### Data records
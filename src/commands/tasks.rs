use crate::commands::{required_title, tolerate_missing};
use crate::error::LifeResult;
use crate::models::{CreateTaskRequest, Priority, Task, TaskBoard, TaskPatch};
use crate::services::insight_engine::{filter_by_priority, task_board};
use crate::state::AppState;
use crate::utils::{fresh_id, now_ms};

pub async fn list_tasks(state: &AppState) -> Result<Vec<Task>, String> {
    state.store.list_tasks().map_err(|e| e.to_string())
}

pub async fn get_task_board(state: &AppState) -> Result<TaskBoard, String> {
    let tasks = state.store.list_tasks().map_err(|e| e.to_string())?;
    Ok(task_board(&tasks))
}

pub async fn tasks_by_priority(state: &AppState, priority: Priority) -> Result<Vec<Task>, String> {
    let tasks = state.store.list_tasks().map_err(|e| e.to_string())?;
    Ok(filter_by_priority(&tasks, priority).into_iter().cloned().collect())
}

fn build_task(state: &AppState, request: &CreateTaskRequest) -> LifeResult<Task> {
    let title = required_title(&request.title)?;
    let now = now_ms();
    let id = fresh_id(now, state.store.list_tasks()?.iter().map(|t| t.id));
    Ok(Task {
        id,
        title,
        done: false,
        priority: Some(request.priority.unwrap_or(Priority::Essential)),
        created_at: Some(now),
    })
}

pub async fn create_task(state: &AppState, request: CreateTaskRequest) -> Result<Task, String> {
    let task = build_task(state, &request).map_err(|e| e.to_string())?;
    state.store.insert_task(&task).map_err(|e| e.to_string())?;
    log::debug!("created task {}", task.id);
    Ok(task)
}

pub async fn update_task(state: &AppState, id: i64, patch: TaskPatch) -> Result<Option<Task>, String> {
    let title = patch
        .title
        .as_deref()
        .map(required_title)
        .transpose()
        .map_err(|e| e.to_string())?;
    let patch = TaskPatch { title, ..patch };
    tolerate_missing(state.store.update_task(id, &patch))
}

pub async fn toggle_task(state: &AppState, id: i64) -> Result<Option<Task>, String> {
    let current = state
        .store
        .list_tasks()
        .map_err(|e| e.to_string())?
        .into_iter()
        .find(|t| t.id == id);
    let Some(current) = current else {
        log::warn!("ignored: toggle of missing task {}", id);
        return Ok(None);
    };

    let patch = TaskPatch {
        done: Some(!current.done),
        ..TaskPatch::default()
    };
    tolerate_missing(state.store.update_task(id, &patch))
}

pub async fn delete_task(state: &AppState, id: i64) -> Result<(), String> {
    tolerate_missing(state.store.delete_task(id)).map(|_| ())
}

#[cfg(test)]
mod tests {
    use super::*;
    use crate::commands::test_support::state_with;

    fn request(title: &str, priority: Option<Priority>) -> CreateTaskRequest {
        CreateTaskRequest {
            title: title.to_string(),
            priority,
        }
    }

    #[tokio::test]
    async fn create_toggle_and_group() {
        let dir = tempfile::tempdir().unwrap();
        let state = state_with(dir.path(), &[]);

        let a = create_task(&state, request("  pagar aluguel ", None)).await.unwrap();
        let b = create_task(&state, request("ler", Some(Priority::Optional))).await.unwrap();
        assert_ne!(a.id, b.id);
        assert_eq!(a.title, "pagar aluguel");
        assert_eq!(a.priority, Some(Priority::Essential));
        assert!(a.created_at.is_some());

        let toggled = toggle_task(&state, a.id).await.unwrap().unwrap();
        assert!(toggled.done);

        let board = get_task_board(&state).await.unwrap();
        assert_eq!(board.done.len(), 1);
        assert_eq!(board.optional.len(), 1);
        assert!(board.essential.is_empty());

        let optional = tasks_by_priority(&state, Priority::Optional).await.unwrap();
        assert_eq!(optional.len(), 1);
    }

    #[tokio::test]
    async fn blank_title_is_rejected_before_writing() {
        let dir = tempfile::tempdir().unwrap();
        let state = state_with(dir.path(), &[]);
        assert!(create_task(&state, request("  ", None)).await.is_err());
        assert!(list_tasks(&state).await.unwrap().is_empty());
    }

    #[tokio::test]
    async fn missing_ids_are_tolerated() {
        let dir = tempfile::tempdir().unwrap();
        let state = state_with(dir.path(), &[]);
        assert!(delete_task(&state, 42).await.is_ok());
        assert_eq!(toggle_task(&state, 42).await.unwrap(), None);
        assert_eq!(update_task(&state, 42, TaskPatch::default()).await.unwrap(), None);
    }
}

### Work instruction
What are the lines, exactly as written above, from the line with "use super::*;" to the line with "assert!(toggled.done);", both included? Output only those.

### Answer to this problem
    use super::*;
    use crate::commands::test_support::state_with;

    fn request(title: &str, priority: Option<Priority>) -> CreateTaskRequest {
        CreateTaskRequest {
            title: title.to_string(),
            priority,
        }
    }

    #[tokio::test]
    async fn create_toggle_and_group() {
        let dir = tempfile::tempdir().unwrap();
        let state = state_with(dir.path(), &[]);

        let a = create_task(&state, request("  pagar aluguel ", None)).await.unwrap();
        let b = create_task(&state, request("ler", Some(Priority::Optional))).await.unwrap();
        assert_ne!(a.id, b.id);
        assert_eq!(a.title, "pagar aluguel");
        assert_eq!(a.priority, Some(Priority::Essential));
        assert!(a.created_at.is_some());

        let toggled = toggle_task(&state, a.id).await.unwrap().unwrap();
        assert!(toggled.done);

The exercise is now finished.